### Task details
List all the lines in these records that hold "StaticSource".
··········
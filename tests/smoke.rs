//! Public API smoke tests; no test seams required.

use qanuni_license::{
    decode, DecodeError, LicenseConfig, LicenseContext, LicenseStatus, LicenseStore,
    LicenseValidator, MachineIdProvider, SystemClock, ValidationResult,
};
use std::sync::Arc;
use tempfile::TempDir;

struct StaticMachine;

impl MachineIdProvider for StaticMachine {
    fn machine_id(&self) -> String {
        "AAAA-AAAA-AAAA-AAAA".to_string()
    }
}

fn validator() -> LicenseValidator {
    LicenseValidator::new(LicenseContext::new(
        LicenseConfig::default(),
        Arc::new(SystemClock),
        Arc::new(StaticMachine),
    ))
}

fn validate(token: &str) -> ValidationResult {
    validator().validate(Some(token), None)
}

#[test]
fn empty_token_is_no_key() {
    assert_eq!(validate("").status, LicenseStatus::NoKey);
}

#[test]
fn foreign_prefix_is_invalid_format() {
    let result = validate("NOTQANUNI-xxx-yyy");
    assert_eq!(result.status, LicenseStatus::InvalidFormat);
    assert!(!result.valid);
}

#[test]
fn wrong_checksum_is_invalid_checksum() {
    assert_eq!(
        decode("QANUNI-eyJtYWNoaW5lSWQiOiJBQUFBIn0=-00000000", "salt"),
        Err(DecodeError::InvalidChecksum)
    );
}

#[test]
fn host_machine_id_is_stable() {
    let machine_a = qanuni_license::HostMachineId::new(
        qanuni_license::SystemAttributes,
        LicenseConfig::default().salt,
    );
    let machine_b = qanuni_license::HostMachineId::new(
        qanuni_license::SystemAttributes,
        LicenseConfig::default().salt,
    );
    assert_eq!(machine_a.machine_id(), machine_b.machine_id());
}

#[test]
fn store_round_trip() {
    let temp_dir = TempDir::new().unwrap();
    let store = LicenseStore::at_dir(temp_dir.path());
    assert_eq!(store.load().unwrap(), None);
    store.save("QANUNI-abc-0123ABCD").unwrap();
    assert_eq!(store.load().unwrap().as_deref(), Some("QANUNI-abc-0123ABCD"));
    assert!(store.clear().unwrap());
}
··········
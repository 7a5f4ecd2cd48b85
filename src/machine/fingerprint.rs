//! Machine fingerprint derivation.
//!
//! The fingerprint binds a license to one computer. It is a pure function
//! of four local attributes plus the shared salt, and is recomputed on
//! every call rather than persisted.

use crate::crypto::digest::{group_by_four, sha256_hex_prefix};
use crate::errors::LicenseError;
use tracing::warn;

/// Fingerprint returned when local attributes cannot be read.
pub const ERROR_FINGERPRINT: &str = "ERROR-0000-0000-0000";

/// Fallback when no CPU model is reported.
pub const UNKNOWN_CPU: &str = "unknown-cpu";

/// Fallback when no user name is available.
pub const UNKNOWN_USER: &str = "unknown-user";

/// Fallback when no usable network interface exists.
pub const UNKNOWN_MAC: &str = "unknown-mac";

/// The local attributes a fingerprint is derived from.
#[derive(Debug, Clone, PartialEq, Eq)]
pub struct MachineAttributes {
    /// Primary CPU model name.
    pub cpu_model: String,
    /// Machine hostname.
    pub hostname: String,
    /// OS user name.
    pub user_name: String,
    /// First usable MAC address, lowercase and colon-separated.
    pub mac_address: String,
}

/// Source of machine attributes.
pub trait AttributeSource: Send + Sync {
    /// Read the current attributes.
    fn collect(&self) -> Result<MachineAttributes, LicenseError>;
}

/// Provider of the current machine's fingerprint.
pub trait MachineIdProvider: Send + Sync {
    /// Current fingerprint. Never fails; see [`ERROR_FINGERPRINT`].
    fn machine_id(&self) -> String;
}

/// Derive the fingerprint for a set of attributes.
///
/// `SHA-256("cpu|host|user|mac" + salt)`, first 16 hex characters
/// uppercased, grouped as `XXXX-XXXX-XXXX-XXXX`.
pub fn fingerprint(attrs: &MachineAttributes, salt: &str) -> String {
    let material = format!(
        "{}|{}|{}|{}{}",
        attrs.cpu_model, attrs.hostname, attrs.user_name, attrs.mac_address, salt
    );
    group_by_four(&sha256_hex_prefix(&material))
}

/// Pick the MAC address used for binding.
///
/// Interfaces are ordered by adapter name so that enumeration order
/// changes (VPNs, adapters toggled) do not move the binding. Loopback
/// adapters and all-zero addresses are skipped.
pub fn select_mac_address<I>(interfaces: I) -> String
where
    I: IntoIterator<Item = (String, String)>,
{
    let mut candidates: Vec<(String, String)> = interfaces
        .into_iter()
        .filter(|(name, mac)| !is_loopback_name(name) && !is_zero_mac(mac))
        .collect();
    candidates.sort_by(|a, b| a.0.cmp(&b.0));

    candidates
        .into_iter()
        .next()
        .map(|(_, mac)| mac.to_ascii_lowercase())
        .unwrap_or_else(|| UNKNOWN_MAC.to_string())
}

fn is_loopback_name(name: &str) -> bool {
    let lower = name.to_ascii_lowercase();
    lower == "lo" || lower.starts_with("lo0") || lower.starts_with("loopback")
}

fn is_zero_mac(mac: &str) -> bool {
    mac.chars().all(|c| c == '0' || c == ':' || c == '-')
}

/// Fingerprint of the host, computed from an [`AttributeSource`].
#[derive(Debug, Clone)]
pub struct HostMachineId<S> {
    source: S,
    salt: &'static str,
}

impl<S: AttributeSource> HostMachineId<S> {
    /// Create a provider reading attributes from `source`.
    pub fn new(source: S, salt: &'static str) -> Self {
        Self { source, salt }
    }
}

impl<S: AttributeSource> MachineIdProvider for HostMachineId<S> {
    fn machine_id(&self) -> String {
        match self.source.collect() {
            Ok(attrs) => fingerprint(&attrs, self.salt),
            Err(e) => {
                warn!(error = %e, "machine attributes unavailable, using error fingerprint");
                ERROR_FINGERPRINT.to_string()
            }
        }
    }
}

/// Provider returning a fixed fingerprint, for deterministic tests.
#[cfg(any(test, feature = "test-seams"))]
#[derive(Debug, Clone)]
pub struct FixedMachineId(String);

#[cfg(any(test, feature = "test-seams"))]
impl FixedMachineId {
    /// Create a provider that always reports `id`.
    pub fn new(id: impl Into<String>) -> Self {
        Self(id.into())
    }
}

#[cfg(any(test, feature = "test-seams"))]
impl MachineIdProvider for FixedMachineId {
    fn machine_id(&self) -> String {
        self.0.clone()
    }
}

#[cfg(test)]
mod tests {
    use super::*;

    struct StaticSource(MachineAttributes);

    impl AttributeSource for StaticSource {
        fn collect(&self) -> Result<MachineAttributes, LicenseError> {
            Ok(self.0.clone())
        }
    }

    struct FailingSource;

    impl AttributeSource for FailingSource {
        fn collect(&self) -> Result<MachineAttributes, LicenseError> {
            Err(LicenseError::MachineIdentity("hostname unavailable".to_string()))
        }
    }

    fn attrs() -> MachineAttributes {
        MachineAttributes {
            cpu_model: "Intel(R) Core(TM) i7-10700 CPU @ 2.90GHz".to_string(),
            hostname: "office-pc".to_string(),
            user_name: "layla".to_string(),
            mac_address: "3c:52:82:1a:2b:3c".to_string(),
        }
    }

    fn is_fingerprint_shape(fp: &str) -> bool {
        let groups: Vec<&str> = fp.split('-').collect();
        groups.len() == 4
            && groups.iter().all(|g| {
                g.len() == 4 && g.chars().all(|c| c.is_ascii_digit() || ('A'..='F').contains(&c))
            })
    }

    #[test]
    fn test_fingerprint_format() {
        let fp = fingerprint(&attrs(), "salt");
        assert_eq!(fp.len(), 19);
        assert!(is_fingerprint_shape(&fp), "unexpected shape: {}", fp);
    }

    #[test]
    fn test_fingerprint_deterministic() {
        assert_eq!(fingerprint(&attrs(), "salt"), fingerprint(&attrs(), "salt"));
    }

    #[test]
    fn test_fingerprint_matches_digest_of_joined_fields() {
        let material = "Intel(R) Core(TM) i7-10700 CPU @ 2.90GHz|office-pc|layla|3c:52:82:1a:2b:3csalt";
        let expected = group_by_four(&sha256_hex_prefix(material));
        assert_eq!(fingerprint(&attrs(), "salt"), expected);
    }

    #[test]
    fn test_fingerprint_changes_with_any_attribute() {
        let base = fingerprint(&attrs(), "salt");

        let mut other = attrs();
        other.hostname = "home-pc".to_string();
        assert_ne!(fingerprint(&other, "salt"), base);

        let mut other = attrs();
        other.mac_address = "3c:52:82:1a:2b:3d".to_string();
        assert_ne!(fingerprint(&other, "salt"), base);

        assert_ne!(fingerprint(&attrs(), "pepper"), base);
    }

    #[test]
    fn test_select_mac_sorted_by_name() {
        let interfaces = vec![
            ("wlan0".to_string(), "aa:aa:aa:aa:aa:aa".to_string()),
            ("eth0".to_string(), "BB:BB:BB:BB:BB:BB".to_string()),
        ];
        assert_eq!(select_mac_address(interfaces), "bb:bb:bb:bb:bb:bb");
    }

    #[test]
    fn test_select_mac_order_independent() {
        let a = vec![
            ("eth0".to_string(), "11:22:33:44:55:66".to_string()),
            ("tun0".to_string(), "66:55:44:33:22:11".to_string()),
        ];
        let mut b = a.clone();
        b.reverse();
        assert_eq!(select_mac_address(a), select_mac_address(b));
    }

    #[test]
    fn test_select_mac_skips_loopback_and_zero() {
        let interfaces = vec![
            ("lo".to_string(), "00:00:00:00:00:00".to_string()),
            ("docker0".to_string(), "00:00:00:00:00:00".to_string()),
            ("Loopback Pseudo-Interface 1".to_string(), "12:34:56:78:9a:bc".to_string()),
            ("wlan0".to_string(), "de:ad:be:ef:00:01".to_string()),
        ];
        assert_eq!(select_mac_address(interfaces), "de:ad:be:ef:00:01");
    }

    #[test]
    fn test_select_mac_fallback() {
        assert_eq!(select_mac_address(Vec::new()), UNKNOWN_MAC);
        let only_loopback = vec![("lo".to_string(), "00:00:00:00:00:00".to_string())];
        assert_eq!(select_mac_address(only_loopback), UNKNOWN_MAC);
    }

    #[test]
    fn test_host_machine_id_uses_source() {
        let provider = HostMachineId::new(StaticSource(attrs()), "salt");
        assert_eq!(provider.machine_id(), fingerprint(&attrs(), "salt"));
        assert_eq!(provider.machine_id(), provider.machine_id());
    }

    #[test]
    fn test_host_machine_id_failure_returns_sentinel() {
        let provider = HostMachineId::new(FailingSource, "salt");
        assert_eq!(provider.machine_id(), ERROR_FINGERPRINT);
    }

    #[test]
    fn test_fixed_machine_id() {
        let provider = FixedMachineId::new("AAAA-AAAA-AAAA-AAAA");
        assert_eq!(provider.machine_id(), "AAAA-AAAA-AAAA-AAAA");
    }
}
··········
### Exercise answer
    struct StaticSource(MachineAttributes);
    impl AttributeSource for StaticSource {
        let provider = HostMachineId::new(StaticSource(attrs()), "salt");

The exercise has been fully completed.